TASK OBJECTIVE: Pull every line containing the word "error" from the records.

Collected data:
########

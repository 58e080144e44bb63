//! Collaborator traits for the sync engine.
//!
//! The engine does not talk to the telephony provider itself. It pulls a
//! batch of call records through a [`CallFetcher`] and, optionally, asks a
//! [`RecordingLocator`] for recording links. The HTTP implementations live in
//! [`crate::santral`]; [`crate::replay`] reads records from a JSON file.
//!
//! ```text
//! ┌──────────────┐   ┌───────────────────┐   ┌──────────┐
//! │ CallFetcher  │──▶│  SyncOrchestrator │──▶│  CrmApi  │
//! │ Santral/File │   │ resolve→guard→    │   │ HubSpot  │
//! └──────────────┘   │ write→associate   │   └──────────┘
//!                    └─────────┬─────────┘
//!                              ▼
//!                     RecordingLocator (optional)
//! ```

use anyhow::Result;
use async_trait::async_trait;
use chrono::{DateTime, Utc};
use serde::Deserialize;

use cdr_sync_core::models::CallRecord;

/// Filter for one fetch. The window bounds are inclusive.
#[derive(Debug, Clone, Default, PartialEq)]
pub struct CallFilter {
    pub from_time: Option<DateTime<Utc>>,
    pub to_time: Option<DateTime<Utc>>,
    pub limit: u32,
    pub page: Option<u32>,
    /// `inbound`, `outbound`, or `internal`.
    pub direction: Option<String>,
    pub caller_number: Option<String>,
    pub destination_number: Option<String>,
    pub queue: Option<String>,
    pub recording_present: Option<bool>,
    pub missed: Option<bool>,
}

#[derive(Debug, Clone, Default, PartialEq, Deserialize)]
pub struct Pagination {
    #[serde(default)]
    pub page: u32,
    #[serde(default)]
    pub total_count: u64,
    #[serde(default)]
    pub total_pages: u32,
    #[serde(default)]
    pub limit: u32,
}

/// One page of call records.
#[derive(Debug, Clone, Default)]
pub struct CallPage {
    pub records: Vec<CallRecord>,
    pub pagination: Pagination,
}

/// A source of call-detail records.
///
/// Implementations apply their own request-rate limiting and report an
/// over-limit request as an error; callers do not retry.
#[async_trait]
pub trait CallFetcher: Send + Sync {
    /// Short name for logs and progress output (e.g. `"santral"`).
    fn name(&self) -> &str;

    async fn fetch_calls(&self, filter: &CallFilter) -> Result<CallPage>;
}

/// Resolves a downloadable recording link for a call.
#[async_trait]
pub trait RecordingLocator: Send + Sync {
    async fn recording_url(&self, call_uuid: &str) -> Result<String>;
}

########

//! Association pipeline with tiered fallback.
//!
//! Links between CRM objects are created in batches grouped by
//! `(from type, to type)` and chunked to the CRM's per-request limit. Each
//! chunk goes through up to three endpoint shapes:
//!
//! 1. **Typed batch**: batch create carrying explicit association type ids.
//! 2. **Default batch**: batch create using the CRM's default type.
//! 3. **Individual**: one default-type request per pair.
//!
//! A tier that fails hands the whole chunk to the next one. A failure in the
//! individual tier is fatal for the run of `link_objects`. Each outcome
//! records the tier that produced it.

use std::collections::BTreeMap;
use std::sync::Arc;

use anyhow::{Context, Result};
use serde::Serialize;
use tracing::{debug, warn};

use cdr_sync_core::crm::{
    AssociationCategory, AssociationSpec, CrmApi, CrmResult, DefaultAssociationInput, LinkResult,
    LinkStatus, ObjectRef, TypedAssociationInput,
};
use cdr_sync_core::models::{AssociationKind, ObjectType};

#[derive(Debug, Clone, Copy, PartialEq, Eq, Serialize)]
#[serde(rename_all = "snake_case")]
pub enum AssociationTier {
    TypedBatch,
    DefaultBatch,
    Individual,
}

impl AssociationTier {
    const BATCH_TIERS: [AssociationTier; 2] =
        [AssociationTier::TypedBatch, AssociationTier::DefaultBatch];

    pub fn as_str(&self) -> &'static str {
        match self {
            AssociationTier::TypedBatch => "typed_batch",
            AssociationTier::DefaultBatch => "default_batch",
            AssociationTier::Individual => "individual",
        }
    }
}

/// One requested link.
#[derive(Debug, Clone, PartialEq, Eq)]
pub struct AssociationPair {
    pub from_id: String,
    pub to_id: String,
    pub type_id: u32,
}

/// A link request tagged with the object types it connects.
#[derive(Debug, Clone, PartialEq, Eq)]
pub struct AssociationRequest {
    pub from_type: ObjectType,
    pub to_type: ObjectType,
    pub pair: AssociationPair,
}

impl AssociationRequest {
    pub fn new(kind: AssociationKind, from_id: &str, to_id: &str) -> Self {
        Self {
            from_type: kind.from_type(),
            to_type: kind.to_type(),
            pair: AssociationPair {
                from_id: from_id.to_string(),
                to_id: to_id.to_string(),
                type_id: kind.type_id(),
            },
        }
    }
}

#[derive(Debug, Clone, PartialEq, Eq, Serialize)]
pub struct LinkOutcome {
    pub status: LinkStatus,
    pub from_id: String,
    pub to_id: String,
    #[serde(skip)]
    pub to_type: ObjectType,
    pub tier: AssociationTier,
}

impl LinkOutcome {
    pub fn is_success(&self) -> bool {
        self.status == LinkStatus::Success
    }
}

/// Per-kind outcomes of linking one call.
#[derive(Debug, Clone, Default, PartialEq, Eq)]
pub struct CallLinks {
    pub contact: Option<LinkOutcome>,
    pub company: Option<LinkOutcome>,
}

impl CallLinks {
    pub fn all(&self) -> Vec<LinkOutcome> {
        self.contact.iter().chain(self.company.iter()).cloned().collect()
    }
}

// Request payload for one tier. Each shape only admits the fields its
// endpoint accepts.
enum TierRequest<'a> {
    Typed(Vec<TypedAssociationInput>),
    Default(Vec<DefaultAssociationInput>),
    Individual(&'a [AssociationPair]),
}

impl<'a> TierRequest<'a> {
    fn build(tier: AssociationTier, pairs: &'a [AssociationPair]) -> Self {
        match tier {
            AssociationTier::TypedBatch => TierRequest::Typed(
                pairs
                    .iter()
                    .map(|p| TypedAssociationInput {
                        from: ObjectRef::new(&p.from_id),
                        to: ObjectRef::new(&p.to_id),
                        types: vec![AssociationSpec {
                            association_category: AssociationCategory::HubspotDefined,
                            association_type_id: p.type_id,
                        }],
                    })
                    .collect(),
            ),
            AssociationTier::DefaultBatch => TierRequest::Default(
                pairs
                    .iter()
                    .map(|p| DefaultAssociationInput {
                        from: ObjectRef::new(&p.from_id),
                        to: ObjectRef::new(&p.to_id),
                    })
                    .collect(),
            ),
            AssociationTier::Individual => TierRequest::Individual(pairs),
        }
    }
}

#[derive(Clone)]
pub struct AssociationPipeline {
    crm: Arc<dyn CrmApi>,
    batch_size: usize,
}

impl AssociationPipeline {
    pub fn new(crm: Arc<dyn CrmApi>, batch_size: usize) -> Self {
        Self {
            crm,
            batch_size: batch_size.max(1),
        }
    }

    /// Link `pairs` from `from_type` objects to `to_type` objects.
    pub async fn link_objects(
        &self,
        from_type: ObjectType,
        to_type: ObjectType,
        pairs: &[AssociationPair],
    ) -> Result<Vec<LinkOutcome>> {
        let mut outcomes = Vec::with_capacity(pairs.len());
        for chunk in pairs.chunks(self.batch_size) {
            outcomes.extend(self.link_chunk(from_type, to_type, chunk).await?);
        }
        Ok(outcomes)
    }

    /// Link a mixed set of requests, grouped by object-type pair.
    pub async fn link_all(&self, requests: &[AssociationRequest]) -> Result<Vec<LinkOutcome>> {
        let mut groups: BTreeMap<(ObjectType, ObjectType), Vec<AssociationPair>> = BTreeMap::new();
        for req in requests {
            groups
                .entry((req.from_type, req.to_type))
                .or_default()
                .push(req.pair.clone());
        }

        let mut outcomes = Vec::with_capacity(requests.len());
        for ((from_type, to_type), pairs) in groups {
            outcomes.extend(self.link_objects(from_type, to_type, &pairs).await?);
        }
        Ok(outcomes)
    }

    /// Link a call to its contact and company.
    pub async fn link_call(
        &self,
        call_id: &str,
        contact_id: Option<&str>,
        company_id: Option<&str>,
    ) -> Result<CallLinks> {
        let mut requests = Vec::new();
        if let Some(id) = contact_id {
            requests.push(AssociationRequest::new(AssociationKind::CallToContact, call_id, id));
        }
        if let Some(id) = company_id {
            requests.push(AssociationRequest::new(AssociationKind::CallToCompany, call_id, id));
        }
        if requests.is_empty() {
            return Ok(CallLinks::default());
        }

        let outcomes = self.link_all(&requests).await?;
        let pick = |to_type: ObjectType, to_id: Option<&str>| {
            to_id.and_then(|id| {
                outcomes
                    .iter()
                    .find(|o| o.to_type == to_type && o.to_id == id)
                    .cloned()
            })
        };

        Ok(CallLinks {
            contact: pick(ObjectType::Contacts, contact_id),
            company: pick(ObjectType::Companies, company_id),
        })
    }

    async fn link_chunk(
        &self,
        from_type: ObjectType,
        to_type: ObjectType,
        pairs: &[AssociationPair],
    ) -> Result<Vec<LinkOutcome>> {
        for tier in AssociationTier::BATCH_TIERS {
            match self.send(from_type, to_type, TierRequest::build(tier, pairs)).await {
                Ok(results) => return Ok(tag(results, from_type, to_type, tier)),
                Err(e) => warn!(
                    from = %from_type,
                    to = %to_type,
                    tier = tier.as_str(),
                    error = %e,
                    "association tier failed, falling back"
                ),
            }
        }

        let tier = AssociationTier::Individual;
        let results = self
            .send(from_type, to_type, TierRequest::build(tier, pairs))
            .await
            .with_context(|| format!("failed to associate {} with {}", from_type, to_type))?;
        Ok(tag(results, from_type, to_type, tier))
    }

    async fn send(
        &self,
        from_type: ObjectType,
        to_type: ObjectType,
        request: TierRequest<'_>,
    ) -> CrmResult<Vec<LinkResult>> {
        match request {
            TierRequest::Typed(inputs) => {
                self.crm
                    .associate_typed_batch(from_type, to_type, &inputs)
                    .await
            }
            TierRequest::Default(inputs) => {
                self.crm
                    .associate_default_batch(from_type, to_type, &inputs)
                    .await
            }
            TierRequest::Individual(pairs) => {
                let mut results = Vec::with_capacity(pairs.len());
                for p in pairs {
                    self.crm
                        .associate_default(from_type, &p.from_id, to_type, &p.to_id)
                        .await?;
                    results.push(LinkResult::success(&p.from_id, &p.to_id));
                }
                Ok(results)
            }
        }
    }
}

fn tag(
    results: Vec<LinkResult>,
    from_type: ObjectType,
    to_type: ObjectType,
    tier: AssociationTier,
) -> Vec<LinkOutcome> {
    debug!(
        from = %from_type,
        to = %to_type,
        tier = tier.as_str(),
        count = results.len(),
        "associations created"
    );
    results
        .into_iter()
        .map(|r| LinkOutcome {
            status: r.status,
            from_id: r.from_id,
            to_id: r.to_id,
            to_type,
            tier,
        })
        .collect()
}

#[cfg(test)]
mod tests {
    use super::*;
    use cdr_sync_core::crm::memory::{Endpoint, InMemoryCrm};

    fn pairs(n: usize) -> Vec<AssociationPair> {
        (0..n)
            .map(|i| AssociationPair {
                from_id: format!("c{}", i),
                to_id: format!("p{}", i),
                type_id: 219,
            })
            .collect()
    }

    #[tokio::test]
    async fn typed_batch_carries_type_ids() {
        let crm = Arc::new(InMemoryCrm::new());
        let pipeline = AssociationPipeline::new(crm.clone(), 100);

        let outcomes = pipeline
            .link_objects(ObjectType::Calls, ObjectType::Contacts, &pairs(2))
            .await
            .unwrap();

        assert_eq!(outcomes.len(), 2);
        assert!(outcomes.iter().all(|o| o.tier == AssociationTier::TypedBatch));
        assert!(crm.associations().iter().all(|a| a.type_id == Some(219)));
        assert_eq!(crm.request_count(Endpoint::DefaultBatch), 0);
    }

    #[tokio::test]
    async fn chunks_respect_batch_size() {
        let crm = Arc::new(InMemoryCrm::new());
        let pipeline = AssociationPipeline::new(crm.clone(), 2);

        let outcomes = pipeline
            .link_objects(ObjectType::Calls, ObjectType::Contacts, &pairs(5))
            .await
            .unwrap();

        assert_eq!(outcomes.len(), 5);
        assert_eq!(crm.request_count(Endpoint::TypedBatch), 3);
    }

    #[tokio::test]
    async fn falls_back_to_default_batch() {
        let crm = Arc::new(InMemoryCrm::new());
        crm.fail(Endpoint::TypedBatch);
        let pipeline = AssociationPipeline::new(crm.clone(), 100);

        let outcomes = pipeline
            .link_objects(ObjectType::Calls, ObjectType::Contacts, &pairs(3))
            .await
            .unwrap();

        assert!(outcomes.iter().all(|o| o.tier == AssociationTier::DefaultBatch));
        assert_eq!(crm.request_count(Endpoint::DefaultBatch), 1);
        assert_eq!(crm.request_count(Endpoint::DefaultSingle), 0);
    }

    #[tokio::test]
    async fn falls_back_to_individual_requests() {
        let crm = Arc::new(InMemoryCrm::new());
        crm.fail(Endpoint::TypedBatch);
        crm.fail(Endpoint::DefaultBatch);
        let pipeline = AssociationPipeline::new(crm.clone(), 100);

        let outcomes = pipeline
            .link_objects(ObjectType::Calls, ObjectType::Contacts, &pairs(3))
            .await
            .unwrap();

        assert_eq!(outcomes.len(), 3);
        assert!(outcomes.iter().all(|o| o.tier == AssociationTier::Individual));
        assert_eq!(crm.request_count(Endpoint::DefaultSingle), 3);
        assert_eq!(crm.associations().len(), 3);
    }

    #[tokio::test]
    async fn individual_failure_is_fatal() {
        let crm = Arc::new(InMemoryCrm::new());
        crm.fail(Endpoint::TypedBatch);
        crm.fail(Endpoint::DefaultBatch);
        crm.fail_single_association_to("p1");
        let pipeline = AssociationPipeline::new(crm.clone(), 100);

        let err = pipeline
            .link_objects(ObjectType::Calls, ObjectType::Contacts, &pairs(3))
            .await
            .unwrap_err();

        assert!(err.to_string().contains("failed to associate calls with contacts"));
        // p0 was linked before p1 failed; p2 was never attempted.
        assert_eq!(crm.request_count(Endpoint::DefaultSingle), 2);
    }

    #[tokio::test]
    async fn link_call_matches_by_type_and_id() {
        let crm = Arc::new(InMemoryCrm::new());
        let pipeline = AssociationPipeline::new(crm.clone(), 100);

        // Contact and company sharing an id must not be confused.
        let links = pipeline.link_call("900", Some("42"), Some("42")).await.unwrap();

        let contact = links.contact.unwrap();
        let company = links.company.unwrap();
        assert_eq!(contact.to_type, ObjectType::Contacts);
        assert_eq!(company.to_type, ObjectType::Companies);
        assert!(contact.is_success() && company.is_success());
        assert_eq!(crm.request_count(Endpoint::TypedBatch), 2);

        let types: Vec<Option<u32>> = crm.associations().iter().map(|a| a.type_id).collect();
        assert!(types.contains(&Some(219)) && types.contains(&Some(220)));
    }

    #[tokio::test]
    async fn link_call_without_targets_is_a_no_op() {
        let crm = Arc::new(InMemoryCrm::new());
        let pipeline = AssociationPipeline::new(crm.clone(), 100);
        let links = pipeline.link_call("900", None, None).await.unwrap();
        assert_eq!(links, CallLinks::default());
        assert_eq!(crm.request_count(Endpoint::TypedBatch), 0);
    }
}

########

YOUR SOLUTION:
/// over-limit request as an error; callers do not retry.
                    error = %e,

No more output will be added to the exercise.